About the Item
Cupcake Face Mask
1 Pot (4-8 uses) for 10.95
The official Lush website has this product listed in the Biofresh section, which means that it is too fresh to be mailed and must be purchased at a Lush retail location and refrigerated. The website says the product contains “mint, Rhassoul Mud and absorbent cocoa powder to treat spots, black heads, open pores and oil happy skin in a delicious chocolate mask.”
Ingredients: Rhassoul Mud, Linseed Infusion, glycerin, talc, cocoa powder, cocoa butter, fresh mint, sandalwood oil, vanilla absolute, spearmint oil, peppermint oil (mentha piperita), Limonene Perfume.
I’ve got to say, this one was a first. I’ve always liked the idea of using mud to clean pores and using something that smells and feels just like cupcake frosting is practically Through the Looking Glass (or if you’d prefer, Bizarro World) in terms of skin care. How deliciously ironic.
A few logistical things before I get into the review itself. First of all, this product cannot be purchased online because of its fresh ingredients and it must be kept refrigerated. It also has a decreased shelf life of about 14 days for this reason. And before you ask, freezing the mask to increase the shelf life is out of the question. It would kill the helpful enzymes found in the fresh ingredients. I spoke to the Lush employees about this product at the store in Harvard Square, Cambridge and they suggested starting out with a face scrub (I used Herbalism), then applying the mask and leaving it on for about 10-15 minutes. Then rinse with warm water and finish with one of their moisturizers, Enzymion, Imperialis or Gorgeous. Lush face masks are also good for spot treatments and break-outs, but should be used 2-3 times a week maximum.
I must admit, I hadn’t done a whole lot of research on this product before I used it, which I think ultimately gave me a better perspective on the results, as you shall see. So, having washed with Herbalism, I applied the brown, thoroughly cupcake-scented mask, popped in a frozen pizza and sat in on about 10 minutes of Angel with my boy Langer and his lady friend Amanda. I got a few laughs from the pair, mostly because I looked like a caveman with my mud-caked face and crusty beard, or Gene Wilder from that blackface scene in Silver Streak. It was tough not to smile, but I endured the ridicule with a stony face and tried desperately not to smile for fear I’d mess up the mask’s mojo. Anyway, after washing it off, I immediately noticed a difference.
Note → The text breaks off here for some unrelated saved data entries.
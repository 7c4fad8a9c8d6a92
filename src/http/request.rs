//! Request identity and caller context.
//!
//! # Responsibilities
//! - Generate unique request IDs (UUID v4) unless the caller sent one
//! - Resolve the client identity used for rate limiting
//! - Extract the caller's forwarded identity (token, user id, role)
//!
//! # Design Decisions
//! - Request ID added as early as possible for tracing
//! - Forwarded-for headers are ignored unless explicitly trusted
//! - Context is built per request and never stored

use axum::http::{header, HeaderMap, HeaderName, HeaderValue, Request};
use std::net::SocketAddr;
use tower_http::request_id::{MakeRequestId, RequestId};
use uuid::Uuid;

pub const X_REQUEST_ID: HeaderName = HeaderName::from_static("x-request-id");
pub const X_USER_ID: HeaderName = HeaderName::from_static("x-user-id");
pub const X_USER_ROLE: HeaderName = HeaderName::from_static("x-user-role");
pub const X_FORWARDED_FOR: HeaderName = HeaderName::from_static("x-forwarded-for");
pub const X_REAL_IP: HeaderName = HeaderName::from_static("x-real-ip");

/// UUID v4 request IDs for `SetRequestIdLayer`.
#[derive(Debug, Clone, Copy, Default)]
pub struct MakeRequestUuid;

impl MakeRequestId for MakeRequestUuid {
    fn make_request_id<B>(&mut self, _request: &Request<B>) -> Option<RequestId> {
        HeaderValue::from_str(&Uuid::new_v4().to_string())
            .ok()
            .map(RequestId::new)
    }
}

/// Per-request caller context, passed through execution to the forwarder.
#[derive(Debug, Clone, Default, PartialEq, Eq)]
pub struct RequestContext {
    pub client_identity: String,
    pub request_id: Option<String>,
    pub auth_token: Option<String>,
    pub user_id: Option<String>,
    pub user_role: Option<String>,
}

impl RequestContext {
    pub fn from_headers(headers: &HeaderMap, peer: SocketAddr, trust_forwarded_for: bool) -> Self {
        Self {
            client_identity: client_identity(headers, peer, trust_forwarded_for),
            request_id: header_str(headers, &X_REQUEST_ID),
            auth_token: bearer_token(headers),
            user_id: header_str(headers, &X_USER_ID),
            user_role: header_str(headers, &X_USER_ROLE),
        }
    }

    /// Whether the caller presented any identity.
    pub fn is_authenticated(&self) -> bool {
        self.auth_token.is_some() || self.user_id.is_some()
    }
}

/// Source address, or the first forwarded address when trusted.
pub fn client_identity(headers: &HeaderMap, peer: SocketAddr, trust_forwarded_for: bool) -> String {
    if trust_forwarded_for {
        let forwarded = header_str(headers, &X_FORWARDED_FOR)
            .and_then(|v| v.split(',').next().map(|first| first.trim().to_string()))
            .filter(|v| !v.is_empty());
        if let Some(addr) = forwarded.or_else(|| header_str(headers, &X_REAL_IP)) {
            return addr;
        }
    }
    peer.ip().to_string()
}

fn bearer_token(headers: &HeaderMap) -> Option<String> {
    let value = header_str(headers, &header::AUTHORIZATION)?;
    let (scheme, token) = value.split_once(' ')?;
    let token = token.trim();
    (scheme.eq_ignore_ascii_case("bearer") && !token.is_empty()).then(|| token.to_string())
}

fn header_str(headers: &HeaderMap, name: &HeaderName) -> Option<String> {
    headers
        .get(name)
        .and_then(|v| v.to_str().ok())
        .map(str::trim)
        .filter(|v| !v.is_empty())
        .map(str::to_string)
}
//! Startup orchestration.
//!
//! # Responsibilities
//! - Build every subsystem from the validated configuration
//! - Probe subgraphs and compose the supergraph before accepting traffic
//! - Start background tasks (limiter sweeper, health monitor)
//! - Bind the GraphQL and admin listeners and serve until a signal arrives
//!
//! # Design Decisions
//! - Unreachable subgraphs never fail startup; the gateway starts degraded
//! - Listeners start last (traffic only once the supergraph exists)
//! - Background tasks stop on the same shutdown broadcast as the listeners

use std::net::SocketAddr;
use std::sync::Arc;
use std::time::{Duration, Instant};
use tokio::net::TcpListener;
use tokio::task::JoinHandle;

use crate::admin::setup_admin_router;
use crate::admission::AdmissionPipeline;
use crate::config::{GatewayConfig, SecurityConfig};
use crate::gateway::{Executor, Forwarder, Registry};
use crate::health::HealthMonitor;
use crate::http::server::{AppState, GatewayServer};
use crate::lifecycle::{signals::shutdown_signal, Shutdown};
use crate::observability::stats::OperationStats;
use crate::security::{ErrorMasker, RateLimiter};

#[derive(Debug, thiserror::Error)]
pub enum StartupError {
    #[error("failed to build subgraph client: {0}")]
    Client(#[from] reqwest::Error),

    #[error("failed to bind {address}: {source}")]
    Bind {
        address: String,
        source: std::io::Error,
    },

    #[error("server error: {0}")]
    Io(#[from] std::io::Error),
}

/// Build the shared state: probe subgraphs, compose, wire admission and execution.
pub async fn build_gateway(config: GatewayConfig) -> Result<AppState, StartupError> {
    let security = Arc::new(SecurityConfig::resolve(&config));
    let forwarder = Forwarder::new(Duration::from_millis(config.timeouts.subgraph_ms))?;

    let registry = Arc::new(Registry::new(
        &config.subgraphs,
        &config.probe,
        forwarder.clone(),
    ));
    let reachable = registry.probe_all().await;
    if reachable == 0 {
        tracing::warn!(
            configured = config.subgraphs.len(),
            "No subgraph reachable, serving the degraded health schema"
        );
    } else {
        tracing::info!(
            reachable,
            configured = config.subgraphs.len(),
            "Supergraph ready"
        );
    }

    let limiter = Arc::new(RateLimiter::from_security(&security));
    let executor = Arc::new(Executor::new(
        forwarder,
        security.protected_fields.clone(),
        config.probe.reprobe_enabled,
    ));
    let admission = Arc::new(AdmissionPipeline::standard(security.clone(), limiter.clone()));

    Ok(AppState {
        masker: ErrorMasker::new(security.mode),
        stats: Arc::new(OperationStats::new(config.observability.stats_capacity)),
        config: Arc::new(config),
        security,
        registry,
        executor,
        admission,
        limiter,
        started_at: Instant::now(),
    })
}

/// Spawn the limiter sweeper and the health monitor.
pub fn spawn_background(state: &AppState, shutdown: &Shutdown) -> Vec<JoinHandle<()>> {
    let mut handles = Vec::new();

    if state.limiter.is_enabled() {
        let interval = Duration::from_millis(state.config.rate_limit.sweep_interval_ms);
        handles.push(tokio::spawn(
            state.limiter.clone().run_sweeper(interval, shutdown.subscribe()),
        ));
    }

    let monitor = HealthMonitor::new(state.registry.clone(), state.config.probe.clone());
    handles.push(tokio::spawn(monitor.run(shutdown.subscribe())));

    handles
}

/// Run the gateway until SIGINT/SIGTERM.
pub async fn run(config: GatewayConfig) -> Result<(), StartupError> {
    let state = build_gateway(config).await?;
    let shutdown = Shutdown::new();
    let background = spawn_background(&state, &shutdown);

    let admin = if state.config.admin.enabled {
        let listener = bind(&state.config.admin.bind_address).await?;
        tracing::info!(address = %listener.local_addr()?, "Admin API listening");
        let app = setup_admin_router(state.clone())
            .into_make_service_with_connect_info::<SocketAddr>();
        let signalled = shutdown.signalled();
        Some(tokio::spawn(async move {
            if let Err(e) = axum::serve(listener, app)
                .with_graceful_shutdown(signalled)
                .await
            {
                tracing::error!(error = %e, "Admin API server failed");
            }
        }))
    } else {
        None
    };

    let listener = bind(&state.config.listener.bind_address).await?;
    let trigger = shutdown.clone();
    tokio::spawn(async move {
        shutdown_signal().await;
        trigger.trigger();
    });

    let served = GatewayServer::new(state)
        .run(listener, shutdown.signalled())
        .await;

    // The server may also stop on its own error; make sure everything else stops too.
    shutdown.trigger();
    for handle in background.into_iter().chain(admin) {
        let _ = handle.await;
    }

    served?;
    tracing::info!("Shutdown complete");
    Ok(())
}

async fn bind(address: &str) -> Result<TcpListener, StartupError> {
    TcpListener::bind(address)
        .await
        .map_err(|source| StartupError::Bind {
            address: address.to_string(),
            source,
        })
}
My skin felt tight and stretchy, which at first I thought might have just been because it had felt so coarse and brittle from the mask (felt a little like I imagine botox would), but after I put on some moisturizer I could definitely tell something had changed. My skin felt smooth and clean and… bouncy. It’s hard to describe, really. You know how your skin hurts a little sometimes when you stretch it out for a big bight of a sandwich or a huge toothy smile? After using the mask I felt like I could fit a whole horse in my mouth without much trouble. My skin was incredibly elasticy and flexible. I was surprised to find, upon doing some research, that this was more or less the intended effect. Rhassoul Mud, which makes up the base for this mask, comes from Morocco and apart from being anti-microbial, deep cleansing and full of healthy minerals like Calcium, Magnesium and Potassium (properties belonging to most types of volcanic mud) it is known to reduce aging lines and wrinkles by making the skin more elastic and pliable. So I guess there was a little truth to my original claim. The mask also has peppermint and spearmint oils, which help sooth the skin and cleanse pores.
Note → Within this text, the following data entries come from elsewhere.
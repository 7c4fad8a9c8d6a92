//! Authenticated subgraph calls.
//!
//! Every outbound request carries the caller's identity from the [`RequestContext`]
//! (never from global state) and the request ID. Each call has its own deadline.

use reqwest::header::{HeaderMap, HeaderValue, AUTHORIZATION};
use serde::Serialize;
use serde_json::{Map, Value};
use std::time::Duration;
use tokio::time;

use crate::error::GraphQLResponse;
use crate::http::request::{RequestContext, X_REQUEST_ID, X_USER_ID, X_USER_ROLE};

/// Why a subgraph call produced no usable GraphQL response.
#[derive(Debug, Clone, PartialEq, Eq, thiserror::Error)]
pub enum ForwardError {
    #[error("timed out after {after_ms}ms")]
    Timeout { after_ms: u64 },

    #[error("transport error: {0}")]
    Transport(String),

    #[error("unexpected HTTP status {0}")]
    Status(u16),

    #[error("invalid response: {0}")]
    InvalidResponse(String),
}

impl ForwardError {
    /// Whether the failure says something about the subgraph's health.
    pub fn is_health_failure(&self) -> bool {
        match self {
            Self::Timeout { .. } | Self::Transport(_) | Self::InvalidResponse(_) => true,
            Self::Status(status) => *status >= 500,
        }
    }

    pub fn outcome(&self) -> &'static str {
        match self {
            Self::Timeout { .. } => "timeout",
            Self::Transport(_) => "transport_error",
            Self::Status(_) => "http_error",
            Self::InvalidResponse(_) => "invalid_response",
        }
    }
}

/// Request body sent to a subgraph.
#[derive(Debug, Clone, Serialize)]
pub struct SubgraphRequest {
    pub query: String,
    #[serde(rename = "operationName", skip_serializing_if = "Option::is_none")]
    pub operation_name: Option<String>,
    #[serde(skip_serializing_if = "Map::is_empty")]
    pub variables: Map<String, Value>,
}

#[derive(Debug, Clone)]
pub struct Forwarder {
    client: reqwest::Client,
    timeout: Duration,
}

impl Forwarder {
    pub fn new(timeout: Duration) -> Result<Self, reqwest::Error> {
        let client = reqwest::Client::builder()
            .user_agent(concat!("federation-gateway/", env!("CARGO_PKG_VERSION")))
            .build()?;
        Ok(Self { client, timeout })
    }

    pub fn timeout(&self) -> Duration {
        self.timeout
    }

    /// POST a GraphQL request to `url` with the default deadline.
    pub async fn send(
        &self,
        url: &str,
        request: &SubgraphRequest,
        context: Option<&RequestContext>,
    ) -> Result<GraphQLResponse, ForwardError> {
        self.send_with_timeout(url, request, context, self.timeout)
            .await
    }

    pub async fn send_with_timeout(
        &self,
        url: &str,
        request: &SubgraphRequest,
        context: Option<&RequestContext>,
        timeout: Duration,
    ) -> Result<GraphQLResponse, ForwardError> {
        let call = async {
            let response = self
                .client
                .post(url)
                .headers(identity_headers(context))
                .json(request)
                .send()
                .await
                .map_err(|e| ForwardError::Transport(e.to_string()))?;

            let status = response.status();
            let body = response
                .bytes()
                .await
                .map_err(|e| ForwardError::Transport(e.to_string()))?;

            match serde_json::from_slice::<GraphQLResponse>(&body) {
                // GraphQL servers report validation failures as 4xx with a regular body.
                Ok(parsed) if status.is_success() || status.is_client_error() => Ok(parsed),
                Ok(_) => Err(ForwardError::Status(status.as_u16())),
                Err(_) if !status.is_success() => Err(ForwardError::Status(status.as_u16())),
                Err(e) => Err(ForwardError::InvalidResponse(e.to_string())),
            }
        };

        match time::timeout(timeout, call).await {
            Ok(result) => result,
            Err(_) => Err(ForwardError::Timeout {
                after_ms: timeout.as_millis() as u64,
            }),
        }
    }
}

/// Identity headers for an outbound call; each only when present on the context.
pub fn identity_headers(context: Option<&RequestContext>) -> HeaderMap {
    let mut headers = HeaderMap::new();
    let Some(ctx) = context else {
        return headers;
    };

    let pairs = [
        (X_USER_ID, ctx.user_id.clone()),
        (X_USER_ROLE, ctx.user_role.clone()),
        (AUTHORIZATION, ctx.auth_token.as_ref().map(|t| format!("Bearer {}", t))),
        (X_REQUEST_ID, ctx.request_id.clone()),
    ];
    for (name, value) in pairs {
        if let Some(value) = value.and_then(|v| HeaderValue::from_str(&v).ok()) {
            headers.insert(name, value);
        }
    }
    headers
}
Another huge benefit is that the mask left my face smelling like rich, chocolaty cupcakes. It’s remarkable to me that the people at Lush can make mud seem so appetizing.
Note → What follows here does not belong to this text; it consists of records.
//! Root fields answered by the gateway itself.
//!
//! `__typename`, `__schema`, `__type(name:)` and `health` are resolved from in-memory JSON
//! by projecting the requested selection set over it.

use serde_json::{Map, Value};

use crate::gateway::composer::{Supergraph, HEALTH_FIELD};
use crate::gateway::registry::HealthReport;
use crate::query::introspection::{SCHEMA_FIELD, TYPENAME_FIELD, TYPE_FIELD};
use crate::query::{FieldNode, OperationKind, SelectionNode};

/// Whether the gateway answers this root field without a subgraph.
pub fn is_local_field(kind: OperationKind, name: &str) -> bool {
    match kind {
        OperationKind::Query => {
            matches!(name, TYPENAME_FIELD | SCHEMA_FIELD | TYPE_FIELD | HEALTH_FIELD)
        }
        OperationKind::Mutation => name == TYPENAME_FIELD,
    }
}

/// Resolve a local root field to its response value.
pub fn resolve(
    field: &FieldNode,
    kind: OperationKind,
    supergraph: &Supergraph,
    health: impl FnOnce() -> HealthReport,
) -> Value {
    match field.name.as_str() {
        TYPENAME_FIELD => Value::from(kind.root_type()),
        SCHEMA_FIELD => project(&supergraph.introspection, &field.selections, "__Schema"),
        TYPE_FIELD => {
            let requested = field.argument("name").and_then(|v| match v {
                async_graphql_value::Value::String(s) => Some(s.as_str()),
                _ => None,
            });
            match requested.and_then(|name| supergraph.find_type(name)) {
                Some(ty) => project(ty, &field.selections, "__Type"),
                None => Value::Null,
            }
        }
        HEALTH_FIELD => match serde_json::to_value(health()) {
            Ok(report) => project(&report, &field.selections, "GatewayHealth"),
            Err(_) => Value::Null,
        },
        _ => Value::Null,
    }
}

/// Project `value` onto `selections`. `typename` names the value's GraphQL type.
pub fn project(value: &Value, selections: &[SelectionNode], typename: &'static str) -> Value {
    match value {
        Value::Array(items) => Value::Array(
            items
                .iter()
                .map(|item| project(item, selections, typename))
                .collect(),
        ),
        Value::Object(object) if !selections.is_empty() => {
            let mut out = Map::new();
            project_into(object, selections, typename, &mut out);
            Value::Object(out)
        }
        other => other.clone(),
    }
}

fn project_into(
    object: &Map<String, Value>,
    selections: &[SelectionNode],
    typename: &'static str,
    out: &mut Map<String, Value>,
) {
    for selection in selections {
        match selection {
            SelectionNode::Field(field) => {
                let key = field.response_key().to_string();
                if out.contains_key(&key) {
                    continue;
                }
                let value = if field.name == TYPENAME_FIELD {
                    Value::from(typename)
                } else {
                    let child = object.get(&field.name).unwrap_or(&Value::Null);
                    let child = filter_deprecated(field, child);
                    project(&child, &field.selections, child_typename(typename, &field.name))
                };
                out.insert(key, value);
            }
            SelectionNode::InlineFragment(fragment) => {
                let applies = fragment
                    .type_condition
                    .as_deref()
                    .map_or(true, |condition| condition == typename);
                if applies {
                    project_into(object, &fragment.selections, typename, out);
                }
            }
        }
    }
}

/// `fields` and `enumValues` hide deprecated entries unless `includeDeprecated: true`.
fn filter_deprecated(field: &FieldNode, value: &Value) -> Value {
    if !matches!(field.name.as_str(), "fields" | "enumValues") {
        return value.clone();
    }
    let include = matches!(
        field.argument("includeDeprecated"),
        Some(async_graphql_value::Value::Boolean(true))
    );
    match value {
        Value::Array(items) if !include => Value::Array(
            items
                .iter()
                .filter(|item| item["isDeprecated"].as_bool() != Some(true))
                .cloned()
                .collect(),
        ),
        other => other.clone(),
    }
}

fn child_typename(parent: &str, field: &str) -> &'static str {
    match (parent, field) {
        ("GatewayHealth", "services") => "ServiceStatus",
        (_, "types" | "queryType" | "mutationType" | "subscriptionType" | "type" | "ofType")
        | (_, "interfaces" | "possibleTypes") => "__Type",
        (_, "fields") => "__Field",
        (_, "args" | "inputFields") => "__InputValue",
        (_, "enumValues") => "__EnumValue",
        (_, "directives") => "__Directive",
        _ => "",
    }
}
I can’t really think of a lot of cons for this product apart from its limited shelf life and perhaps that its not something I would consider a necessity. I am lucky to have been blessed with a relatively acne-free face, nor do I often wish my skin was more flexible, so it’s less of a staple and more of a luxury for me (which is not necessarily a con). Cost wise, It’s about what I would expect to pay for a mask like this. It gets extra bang-for-your-buck points because the ingredients aren’t the kind of things you can easily acquire. I always have a hard time paying for something I could put together my self for the same cost, but I’m not going to go out of my way to import Rhassoul mud from Morocco when Lush can do it for [probably] cheaper. Not to mention, masks like this usually cost $30 or more for one treatment at a spa and although Lush says that you can get about 4 uses out of a pot, I think the average user could easily get 6-8. I’ve also heard that this stuff is good for softening up your whiskers before a shave. Haven’t given it a shot yet, but as a fellow who appreciates just about any product that makes the daily scrape a little more bearable, you can bet I’ll be trying it out as soon as I work up enough scruff to truly put it to the test.